Can you print every record below exactly as written?

Task inputs ▸
********

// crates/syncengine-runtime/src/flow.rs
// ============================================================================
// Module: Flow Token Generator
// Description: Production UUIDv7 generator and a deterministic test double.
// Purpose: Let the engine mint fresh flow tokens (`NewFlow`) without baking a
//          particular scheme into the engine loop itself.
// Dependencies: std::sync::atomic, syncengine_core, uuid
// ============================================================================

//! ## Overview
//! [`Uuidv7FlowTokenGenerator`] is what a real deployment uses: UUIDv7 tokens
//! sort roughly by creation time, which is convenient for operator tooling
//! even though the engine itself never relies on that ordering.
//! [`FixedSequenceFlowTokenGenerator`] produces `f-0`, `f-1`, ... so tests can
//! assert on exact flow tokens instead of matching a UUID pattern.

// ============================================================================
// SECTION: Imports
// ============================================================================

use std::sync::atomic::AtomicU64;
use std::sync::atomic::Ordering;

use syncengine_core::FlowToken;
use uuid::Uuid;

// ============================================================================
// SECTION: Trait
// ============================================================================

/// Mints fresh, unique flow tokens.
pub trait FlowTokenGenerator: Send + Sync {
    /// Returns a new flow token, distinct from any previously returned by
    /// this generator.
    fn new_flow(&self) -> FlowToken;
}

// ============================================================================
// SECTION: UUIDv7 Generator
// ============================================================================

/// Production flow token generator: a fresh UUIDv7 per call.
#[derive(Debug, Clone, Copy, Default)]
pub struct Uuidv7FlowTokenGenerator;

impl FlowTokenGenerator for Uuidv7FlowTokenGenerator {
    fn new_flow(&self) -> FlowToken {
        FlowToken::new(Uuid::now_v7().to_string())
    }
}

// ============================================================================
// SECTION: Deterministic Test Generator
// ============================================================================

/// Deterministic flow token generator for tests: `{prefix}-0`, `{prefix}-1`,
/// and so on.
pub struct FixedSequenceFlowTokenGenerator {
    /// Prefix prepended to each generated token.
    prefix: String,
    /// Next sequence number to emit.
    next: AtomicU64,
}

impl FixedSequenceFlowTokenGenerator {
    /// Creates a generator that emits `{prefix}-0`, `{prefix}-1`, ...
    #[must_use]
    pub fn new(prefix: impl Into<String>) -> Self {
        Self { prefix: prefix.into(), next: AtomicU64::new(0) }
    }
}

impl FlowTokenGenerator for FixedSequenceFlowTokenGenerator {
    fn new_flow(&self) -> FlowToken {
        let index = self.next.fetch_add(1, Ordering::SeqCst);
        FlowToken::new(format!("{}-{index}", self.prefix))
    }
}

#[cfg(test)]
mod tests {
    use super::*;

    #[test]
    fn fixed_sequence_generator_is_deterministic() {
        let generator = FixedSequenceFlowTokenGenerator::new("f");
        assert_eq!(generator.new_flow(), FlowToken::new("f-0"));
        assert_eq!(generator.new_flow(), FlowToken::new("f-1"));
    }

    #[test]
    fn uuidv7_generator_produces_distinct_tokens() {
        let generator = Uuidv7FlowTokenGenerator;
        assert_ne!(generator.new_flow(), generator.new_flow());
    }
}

********

Worked solution ▸
// crates/syncengine-runtime/src/flow.rs
// ============================================================================
// Module: Flow Token Generator
// Description: Production UUIDv7 generator and a deterministic test double.
// Purpose: Let the engine mint fresh flow tokens (`NewFlow`) without baking a
//          particular scheme into the engine loop itself.
// Dependencies: std::sync::atomic, syncengine_core, uuid
// ============================================================================

//! ## Overview
//! [`Uuidv7FlowTokenGenerator`] is what a real deployment uses: UUIDv7 tokens
//! sort roughly by creation time, which is convenient for operator tooling
//! even though the engine itself never relies on that ordering.
//! [`FixedSequenceFlowTokenGenerator`] produces `f-0`, `f-1`, ... so tests can
//! assert on exact flow tokens instead of matching a UUID pattern.

// ============================================================================
// SECTION: Imports
// ============================================================================

use std::sync::atomic::AtomicU64;
use std::sync::atomic::Ordering;

use syncengine_core::FlowToken;
use uuid::Uuid;

// ============================================================================
// SECTION: Trait
// ============================================================================

/// Mints fresh, unique flow tokens.
pub trait FlowTokenGenerator: Send + Sync {
    /// Returns a new flow token, distinct from any previously returned by
    /// this generator.
    fn new_flow(&self) -> FlowToken;
}

// ============================================================================
// SECTION: UUIDv7 Generator
// ============================================================================

/// Production flow token generator: a fresh UUIDv7 per call.
#[derive(Debug, Clone, Copy, Default)]
pub struct Uuidv7FlowTokenGenerator;

impl FlowTokenGenerator for Uuidv7FlowTokenGenerator {
    fn new_flow(&self) -> FlowToken {
        FlowToken::new(Uuid::now_v7().to_string())
    }
}

// ============================================================================
// SECTION: Deterministic Test Generator
// ============================================================================

/// Deterministic flow token generator for tests: `{prefix}-0`, `{prefix}-1`,
/// and so on.
pub struct FixedSequenceFlowTokenGenerator {
    /// Prefix prepended to each generated token.
    prefix: String,
    /// Next sequence number to emit.
    next: AtomicU64,
}

impl FixedSequenceFlowTokenGenerator {
    /// Creates a generator that emits `{prefix}-0`, `{prefix}-1`, ...
    #[must_use]
    pub fn new(prefix: impl Into<String>) -> Self {
        Self { prefix: prefix.into(), next: AtomicU64::new(0) }
    }
}

impl FlowTokenGenerator for FixedSequenceFlowTokenGenerator {
    fn new_flow(&self) -> FlowToken {
        let index = self.next.fetch_add(1, Ordering::SeqCst);
        FlowToken::new(format!("{}-{index}", self.prefix))
    }
}

#[cfg(test)]
mod tests {
    use super::*;

    #[test]
    fn fixed_sequence_generator_is_deterministic() {
        let generator = FixedSequenceFlowTokenGenerator::new("f");
        assert_eq!(generator.new_flow(), FlowToken::new("f-0"));
        assert_eq!(generator.new_flow(), FlowToken::new("f-1"));
    }

    #[test]
    fn uuidv7_generator_produces_distinct_tokens() {
        let generator = Uuidv7FlowTokenGenerator;
        assert_ne!(generator.new_flow(), generator.new_flow());
    }
}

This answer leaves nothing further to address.